Preheat oven to 350°. Spray 2 (12-well) mini cheesecake pans with baking spray with flour.
In a medium bowl, stir together cookie crumbs, ¼ cup sugar, melted butter, and salt. Press mixture into bottoms of wells of prepared pans.
Bake for 10 minutes. Let cool on a wire rack.
Fill a small bowl with ice water. Set aside.
In a small saucepan, bring 2 cups water to a boil over medium-high heat. Add mint; boil for 10 seconds. Remove mint using a slotted spoon, and immediately place in ice water; let stand for 30 seconds. Remove mint from ice water, and squeeze dry with paper towels.

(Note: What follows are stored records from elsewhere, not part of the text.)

use std::path::PathBuf;
use std::time::Duration;

use clap::{Parser, Subcommand};
use tokio_util::sync::CancellationToken;
use tracing::{error, info};
use tracing_subscriber::EnvFilter;

use leasedir::{Config, DhcpService, Result};

/// How long shutdown waits for in-flight operations.
const SHUTDOWN_TIMEOUT_SECS: u64 = 10;

#[derive(Parser)]
#[command(name = "leasedir")]
#[command(author, version, about = "DHCP lease directory service", long_about = None)]
struct Cli {
    #[arg(short, long, default_value = "config.json")]
    config: PathBuf,

    #[arg(short, long, default_value = "info")]
    log_level: String,

    #[command(subcommand)]
    command: Option<Commands>,
}

#[derive(Subcommand)]
enum Commands {
    Run,
    ShowConfig,
    ListLeases,
}

#[tokio::main]
async fn main() -> Result<()> {
    let cli = Cli::parse();

    tracing_subscriber::fmt()
        .with_env_filter(
            EnvFilter::try_from_default_env().unwrap_or_else(|_| EnvFilter::new(&cli.log_level)),
        )
        .init();

    let config = Config::load_or_create(&cli.config)?;

    match cli.command.unwrap_or(Commands::Run) {
        Commands::Run => {
            info!("Starting lease directory with config: {:?}", cli.config);
            let service = DhcpService::new(config).await?;
            service.start().await?;

            tokio::signal::ctrl_c().await?;
            info!("Received shutdown signal, stopping service...");

            let cancel = CancellationToken::new();
            let deadline = cancel.clone();
            tokio::spawn(async move {
                tokio::time::sleep(Duration::from_secs(SHUTDOWN_TIMEOUT_SECS)).await;
                deadline.cancel();
            });

            if let Err(err) = service.shutdown(&cancel).await {
                error!("Failed to shut down cleanly: {}", err);
                return Err(err);
            }
            Ok(())
        }
        Commands::ShowConfig => {
            println!("{}", serde_json::to_string_pretty(&config)?);
            Ok(())
        }
        Commands::ListLeases => {
            let service = DhcpService::new(config).await?;
            if !service.enabled() {
                println!("DHCP is disabled.");
                return Ok(());
            }

            let leases = service.leases().await;
            if leases.is_empty() {
                println!("No active leases.");
            } else {
                println!(
                    "{:<40} {:<20} {:<24} {:<8} {:<10}",
                    "IP Address", "Hardware Address", "Hostname", "Type", "Remaining"
                );
                println!("{}", "-".repeat(106));

                for lease in leases {
                    let remaining_str = match lease.remaining_seconds() {
                        Some(remaining) => format!("{}s", remaining),
                        None => "never".to_string(),
                    };
                    let kind = if lease.is_static { "static" } else { "dynamic" };

                    println!(
                        "{:<40} {:<20} {:<24} {:<8} {:<10}",
                        lease.ip,
                        lease.hw_addr.to_string(),
                        lease.hostname,
                        kind,
                        remaining_str
                    );
                }
            }

            Ok(())
        }
    }
}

In a small saucepan, bring 1⅔ cups cream and milk to a simmer over medium heat. In the container of a blender, place cream mixture and mint; blend until mixture turns pale green. Return mixture to saucepan, and bring just to a boil over medium heat.
In a medium bowl, whisk together egg yolks, cornstarch, and remaining ⅓ cup sugar. Add ½ cup hot cream mixture to egg mixture, whisking constantly. Return mixture to pan, and cook, whisking constantly, until thickened, 3 to 5 minutes. Remove from heat, and transfer to a shallow heatproof bowl. Press a piece of plastic wrap directly onto surface, and let cool to room temperature.
In a medium bowl, beat mascarpone cheese and remaining 1 cup cream with a mixer at medium-high speed until soft peaks form. Fold mascarpone mixture into cooled mint custard. Transfer mixture to a large piping bag with a large hole cut in tip. Pipe mixture onto prepared crusts, filling wells three-fourths full. Freeze for at least 2 hours.
Carefully remove tartlets from pans, and let stand at room temperature for 20 minutes before serving.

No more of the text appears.